• EXERCISE
Once the line with "factors: DEFAULT_FACTORS_G_PER_KM" is found in the data, output it and each following line exactly, up to and including the line with "it has none.", and nothing before or after.

[Source data]
· · · · ·

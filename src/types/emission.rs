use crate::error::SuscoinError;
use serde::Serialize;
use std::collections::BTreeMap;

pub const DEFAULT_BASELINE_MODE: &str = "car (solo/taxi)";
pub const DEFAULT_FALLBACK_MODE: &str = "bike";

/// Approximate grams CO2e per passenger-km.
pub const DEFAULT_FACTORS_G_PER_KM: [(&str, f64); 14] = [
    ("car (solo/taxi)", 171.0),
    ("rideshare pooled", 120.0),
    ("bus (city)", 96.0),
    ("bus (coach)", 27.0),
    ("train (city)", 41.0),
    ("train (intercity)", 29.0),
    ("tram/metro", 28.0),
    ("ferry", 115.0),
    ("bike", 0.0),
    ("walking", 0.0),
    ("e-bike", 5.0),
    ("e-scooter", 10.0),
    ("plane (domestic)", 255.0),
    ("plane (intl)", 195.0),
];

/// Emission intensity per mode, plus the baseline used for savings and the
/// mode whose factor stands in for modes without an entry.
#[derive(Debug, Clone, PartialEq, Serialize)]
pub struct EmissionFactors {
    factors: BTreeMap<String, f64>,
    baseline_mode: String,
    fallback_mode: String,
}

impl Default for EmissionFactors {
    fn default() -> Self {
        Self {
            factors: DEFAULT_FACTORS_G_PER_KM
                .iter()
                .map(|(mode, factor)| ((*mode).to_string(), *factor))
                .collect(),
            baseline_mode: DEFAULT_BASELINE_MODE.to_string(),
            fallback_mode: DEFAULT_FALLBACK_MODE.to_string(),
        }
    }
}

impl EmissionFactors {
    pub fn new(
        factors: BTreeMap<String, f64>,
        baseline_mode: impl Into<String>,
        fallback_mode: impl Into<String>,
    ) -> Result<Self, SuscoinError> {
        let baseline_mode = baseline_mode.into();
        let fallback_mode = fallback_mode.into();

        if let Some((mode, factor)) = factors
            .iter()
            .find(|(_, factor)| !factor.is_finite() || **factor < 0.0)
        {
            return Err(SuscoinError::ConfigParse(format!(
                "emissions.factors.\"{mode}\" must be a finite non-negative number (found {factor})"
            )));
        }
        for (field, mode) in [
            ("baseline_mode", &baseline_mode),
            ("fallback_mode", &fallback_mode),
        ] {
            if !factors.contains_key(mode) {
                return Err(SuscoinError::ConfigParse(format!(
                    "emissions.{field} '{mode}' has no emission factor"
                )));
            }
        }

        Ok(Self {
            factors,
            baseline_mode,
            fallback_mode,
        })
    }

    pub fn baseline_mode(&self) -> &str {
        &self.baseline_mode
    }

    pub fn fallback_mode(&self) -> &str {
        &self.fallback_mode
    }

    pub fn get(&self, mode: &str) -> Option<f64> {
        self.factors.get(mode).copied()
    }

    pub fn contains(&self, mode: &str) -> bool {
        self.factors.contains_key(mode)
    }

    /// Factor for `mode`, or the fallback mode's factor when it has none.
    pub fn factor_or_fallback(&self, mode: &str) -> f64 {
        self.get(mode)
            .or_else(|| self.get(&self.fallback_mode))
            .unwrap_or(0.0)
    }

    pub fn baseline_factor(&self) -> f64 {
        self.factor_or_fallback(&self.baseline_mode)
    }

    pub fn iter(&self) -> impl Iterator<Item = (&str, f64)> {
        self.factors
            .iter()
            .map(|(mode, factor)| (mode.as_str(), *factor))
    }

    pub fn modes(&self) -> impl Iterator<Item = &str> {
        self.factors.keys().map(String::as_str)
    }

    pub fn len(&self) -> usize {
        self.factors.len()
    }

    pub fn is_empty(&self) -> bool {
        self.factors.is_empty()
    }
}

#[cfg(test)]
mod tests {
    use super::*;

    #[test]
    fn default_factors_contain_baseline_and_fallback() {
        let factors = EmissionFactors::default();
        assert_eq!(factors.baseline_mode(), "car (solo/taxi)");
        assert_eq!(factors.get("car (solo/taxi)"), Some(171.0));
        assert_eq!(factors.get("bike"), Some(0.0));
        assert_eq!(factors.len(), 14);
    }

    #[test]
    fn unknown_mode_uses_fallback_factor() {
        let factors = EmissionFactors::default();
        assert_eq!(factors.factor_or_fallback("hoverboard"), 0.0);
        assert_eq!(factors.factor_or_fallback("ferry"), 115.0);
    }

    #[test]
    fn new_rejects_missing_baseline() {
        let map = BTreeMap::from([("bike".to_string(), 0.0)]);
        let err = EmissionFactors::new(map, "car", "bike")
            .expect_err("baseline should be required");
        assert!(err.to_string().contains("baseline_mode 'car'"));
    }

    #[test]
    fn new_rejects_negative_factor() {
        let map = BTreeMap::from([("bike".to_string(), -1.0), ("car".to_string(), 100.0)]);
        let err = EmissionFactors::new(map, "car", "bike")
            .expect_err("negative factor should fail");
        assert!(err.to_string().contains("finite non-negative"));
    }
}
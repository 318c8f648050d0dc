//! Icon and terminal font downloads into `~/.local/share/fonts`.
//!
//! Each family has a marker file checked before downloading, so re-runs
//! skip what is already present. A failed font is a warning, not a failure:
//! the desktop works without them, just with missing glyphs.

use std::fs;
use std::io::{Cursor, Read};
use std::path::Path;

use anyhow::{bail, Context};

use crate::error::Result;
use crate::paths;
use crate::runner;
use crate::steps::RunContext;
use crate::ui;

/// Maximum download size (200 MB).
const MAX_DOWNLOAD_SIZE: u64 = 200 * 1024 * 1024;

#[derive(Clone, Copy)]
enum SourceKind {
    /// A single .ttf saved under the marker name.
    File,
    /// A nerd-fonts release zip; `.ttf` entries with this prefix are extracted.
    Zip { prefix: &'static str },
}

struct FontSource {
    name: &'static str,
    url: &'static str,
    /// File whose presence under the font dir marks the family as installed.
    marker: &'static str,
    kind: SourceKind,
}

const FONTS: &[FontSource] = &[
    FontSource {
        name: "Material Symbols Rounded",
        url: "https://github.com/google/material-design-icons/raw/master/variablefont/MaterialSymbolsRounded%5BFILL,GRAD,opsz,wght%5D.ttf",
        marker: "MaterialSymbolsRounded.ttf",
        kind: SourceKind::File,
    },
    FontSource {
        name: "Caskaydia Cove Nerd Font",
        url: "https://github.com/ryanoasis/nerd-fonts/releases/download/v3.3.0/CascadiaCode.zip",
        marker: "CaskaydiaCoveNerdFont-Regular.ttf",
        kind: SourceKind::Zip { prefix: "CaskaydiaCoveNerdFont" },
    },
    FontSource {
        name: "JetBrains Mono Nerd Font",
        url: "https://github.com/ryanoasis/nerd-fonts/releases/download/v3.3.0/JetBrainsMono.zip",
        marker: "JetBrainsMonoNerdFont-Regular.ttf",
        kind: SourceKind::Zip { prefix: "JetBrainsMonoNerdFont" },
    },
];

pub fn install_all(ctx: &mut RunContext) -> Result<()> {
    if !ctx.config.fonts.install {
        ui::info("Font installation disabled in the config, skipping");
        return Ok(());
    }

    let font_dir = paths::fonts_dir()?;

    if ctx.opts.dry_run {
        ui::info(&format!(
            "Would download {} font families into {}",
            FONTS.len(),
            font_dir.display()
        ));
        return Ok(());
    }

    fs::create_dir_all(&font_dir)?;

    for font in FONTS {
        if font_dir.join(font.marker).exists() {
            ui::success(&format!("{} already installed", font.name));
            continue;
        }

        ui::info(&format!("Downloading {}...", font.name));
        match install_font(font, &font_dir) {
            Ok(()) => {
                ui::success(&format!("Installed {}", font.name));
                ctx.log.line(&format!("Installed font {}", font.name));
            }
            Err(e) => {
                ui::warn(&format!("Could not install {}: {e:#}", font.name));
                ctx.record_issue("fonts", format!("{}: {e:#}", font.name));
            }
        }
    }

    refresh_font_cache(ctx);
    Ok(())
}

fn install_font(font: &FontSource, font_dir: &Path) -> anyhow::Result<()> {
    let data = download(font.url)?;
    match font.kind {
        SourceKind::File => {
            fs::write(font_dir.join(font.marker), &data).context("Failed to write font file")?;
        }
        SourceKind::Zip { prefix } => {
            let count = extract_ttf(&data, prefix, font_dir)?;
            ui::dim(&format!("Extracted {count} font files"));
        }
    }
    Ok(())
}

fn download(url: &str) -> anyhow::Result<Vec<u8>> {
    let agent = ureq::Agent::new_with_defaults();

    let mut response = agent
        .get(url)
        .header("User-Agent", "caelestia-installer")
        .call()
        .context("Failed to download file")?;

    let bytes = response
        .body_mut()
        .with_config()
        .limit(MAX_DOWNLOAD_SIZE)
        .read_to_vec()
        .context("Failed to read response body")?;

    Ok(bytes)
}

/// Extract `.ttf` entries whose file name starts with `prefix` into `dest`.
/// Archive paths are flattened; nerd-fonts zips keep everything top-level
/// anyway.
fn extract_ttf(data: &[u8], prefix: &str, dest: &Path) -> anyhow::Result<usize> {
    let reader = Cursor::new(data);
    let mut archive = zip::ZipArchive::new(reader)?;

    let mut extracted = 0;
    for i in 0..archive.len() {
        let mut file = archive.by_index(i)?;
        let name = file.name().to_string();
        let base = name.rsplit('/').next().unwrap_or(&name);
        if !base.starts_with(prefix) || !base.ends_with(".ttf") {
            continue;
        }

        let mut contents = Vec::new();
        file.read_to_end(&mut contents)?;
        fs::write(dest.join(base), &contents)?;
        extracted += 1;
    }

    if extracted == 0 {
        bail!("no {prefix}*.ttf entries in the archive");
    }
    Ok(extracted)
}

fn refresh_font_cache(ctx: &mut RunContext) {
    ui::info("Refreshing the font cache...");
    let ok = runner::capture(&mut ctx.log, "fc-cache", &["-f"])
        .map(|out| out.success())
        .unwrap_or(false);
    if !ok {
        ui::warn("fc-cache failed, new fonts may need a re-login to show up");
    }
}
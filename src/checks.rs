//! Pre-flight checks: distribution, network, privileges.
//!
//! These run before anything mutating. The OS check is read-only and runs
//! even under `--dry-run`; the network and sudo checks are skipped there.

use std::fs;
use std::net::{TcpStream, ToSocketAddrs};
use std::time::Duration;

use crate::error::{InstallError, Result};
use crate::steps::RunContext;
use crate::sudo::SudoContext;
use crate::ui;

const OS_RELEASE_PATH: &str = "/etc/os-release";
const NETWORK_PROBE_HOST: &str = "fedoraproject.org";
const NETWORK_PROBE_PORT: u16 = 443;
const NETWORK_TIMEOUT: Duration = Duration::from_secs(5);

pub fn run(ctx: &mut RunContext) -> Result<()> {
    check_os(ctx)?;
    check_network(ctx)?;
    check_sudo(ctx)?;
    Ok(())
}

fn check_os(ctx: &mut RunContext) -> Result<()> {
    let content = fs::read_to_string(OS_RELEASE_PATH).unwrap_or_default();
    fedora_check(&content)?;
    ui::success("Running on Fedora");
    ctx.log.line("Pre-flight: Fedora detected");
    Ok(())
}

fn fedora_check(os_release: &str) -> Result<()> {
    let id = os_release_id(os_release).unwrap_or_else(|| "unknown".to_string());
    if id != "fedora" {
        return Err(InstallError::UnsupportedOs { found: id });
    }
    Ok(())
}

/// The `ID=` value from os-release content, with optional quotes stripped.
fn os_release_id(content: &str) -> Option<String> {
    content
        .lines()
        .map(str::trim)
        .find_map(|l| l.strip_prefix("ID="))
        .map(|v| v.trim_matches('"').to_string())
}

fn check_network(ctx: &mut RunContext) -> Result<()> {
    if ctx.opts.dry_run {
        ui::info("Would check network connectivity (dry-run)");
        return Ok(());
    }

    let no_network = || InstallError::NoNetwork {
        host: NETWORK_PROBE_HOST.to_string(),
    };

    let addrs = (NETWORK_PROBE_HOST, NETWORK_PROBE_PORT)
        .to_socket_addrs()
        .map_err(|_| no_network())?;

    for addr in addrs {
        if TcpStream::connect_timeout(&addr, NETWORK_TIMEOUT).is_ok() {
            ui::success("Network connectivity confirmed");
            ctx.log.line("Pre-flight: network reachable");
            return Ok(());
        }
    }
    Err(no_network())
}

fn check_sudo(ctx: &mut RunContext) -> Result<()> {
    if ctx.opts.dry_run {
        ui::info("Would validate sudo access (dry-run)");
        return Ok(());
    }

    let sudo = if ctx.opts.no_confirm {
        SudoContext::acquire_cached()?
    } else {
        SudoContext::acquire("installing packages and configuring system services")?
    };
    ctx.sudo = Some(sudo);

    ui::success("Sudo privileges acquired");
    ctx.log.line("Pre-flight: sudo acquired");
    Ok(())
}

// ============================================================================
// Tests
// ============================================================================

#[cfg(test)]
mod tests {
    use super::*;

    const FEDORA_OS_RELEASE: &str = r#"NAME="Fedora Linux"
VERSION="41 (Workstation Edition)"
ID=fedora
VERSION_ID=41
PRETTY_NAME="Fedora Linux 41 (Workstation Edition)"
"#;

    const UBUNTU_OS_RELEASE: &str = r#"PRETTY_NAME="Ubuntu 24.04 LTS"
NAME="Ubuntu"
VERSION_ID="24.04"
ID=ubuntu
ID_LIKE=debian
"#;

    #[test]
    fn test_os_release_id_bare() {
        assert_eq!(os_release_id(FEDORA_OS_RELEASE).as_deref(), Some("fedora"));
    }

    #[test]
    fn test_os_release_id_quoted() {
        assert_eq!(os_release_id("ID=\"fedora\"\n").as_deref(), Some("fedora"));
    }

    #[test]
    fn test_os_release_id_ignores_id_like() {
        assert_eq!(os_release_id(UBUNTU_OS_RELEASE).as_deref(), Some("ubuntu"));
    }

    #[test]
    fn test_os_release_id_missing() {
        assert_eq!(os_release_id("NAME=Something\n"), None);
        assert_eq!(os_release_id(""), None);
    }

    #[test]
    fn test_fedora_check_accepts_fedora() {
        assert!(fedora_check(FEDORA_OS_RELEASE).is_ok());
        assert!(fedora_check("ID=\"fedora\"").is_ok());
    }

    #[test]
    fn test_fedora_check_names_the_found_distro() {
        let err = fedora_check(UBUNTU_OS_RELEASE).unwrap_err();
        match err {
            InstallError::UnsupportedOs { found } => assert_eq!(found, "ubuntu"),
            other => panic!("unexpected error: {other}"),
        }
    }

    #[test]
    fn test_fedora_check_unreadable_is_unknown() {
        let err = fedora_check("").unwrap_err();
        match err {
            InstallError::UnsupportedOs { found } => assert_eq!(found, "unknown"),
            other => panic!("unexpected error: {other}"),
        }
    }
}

· · · · ·

• YOUR RESPONSE
            factors: DEFAULT_FACTORS_G_PER_KM
                .iter()
                .map(|(mode, factor)| ((*mode).to_string(), *factor))
                .collect(),
            baseline_mode: DEFAULT_BASELINE_MODE.to_string(),
            fallback_mode: DEFAULT_FALLBACK_MODE.to_string(),
        }
    }
}

impl EmissionFactors {
    pub fn new(
        factors: BTreeMap<String, f64>,
        baseline_mode: impl Into<String>,
        fallback_mode: impl Into<String>,
    ) -> Result<Self, SuscoinError> {
        let baseline_mode = baseline_mode.into();
        let fallback_mode = fallback_mode.into();

        if let Some((mode, factor)) = factors
            .iter()
            .find(|(_, factor)| !factor.is_finite() || **factor < 0.0)
        {
            return Err(SuscoinError::ConfigParse(format!(
                "emissions.factors.\"{mode}\" must be a finite non-negative number (found {factor})"
            )));
        }
        for (field, mode) in [
            ("baseline_mode", &baseline_mode),
            ("fallback_mode", &fallback_mode),
        ] {
            if !factors.contains_key(mode) {
                return Err(SuscoinError::ConfigParse(format!(
                    "emissions.{field} '{mode}' has no emission factor"
                )));
            }
        }

        Ok(Self {
            factors,
            baseline_mode,
            fallback_mode,
        })
    }

    pub fn baseline_mode(&self) -> &str {
        &self.baseline_mode
    }

    pub fn fallback_mode(&self) -> &str {
        &self.fallback_mode
    }

    pub fn get(&self, mode: &str) -> Option<f64> {
        self.factors.get(mode).copied()
    }

    pub fn contains(&self, mode: &str) -> bool {
        self.factors.contains_key(mode)
    }

    /// Factor for `mode`, or the fallback mode's factor when it has none.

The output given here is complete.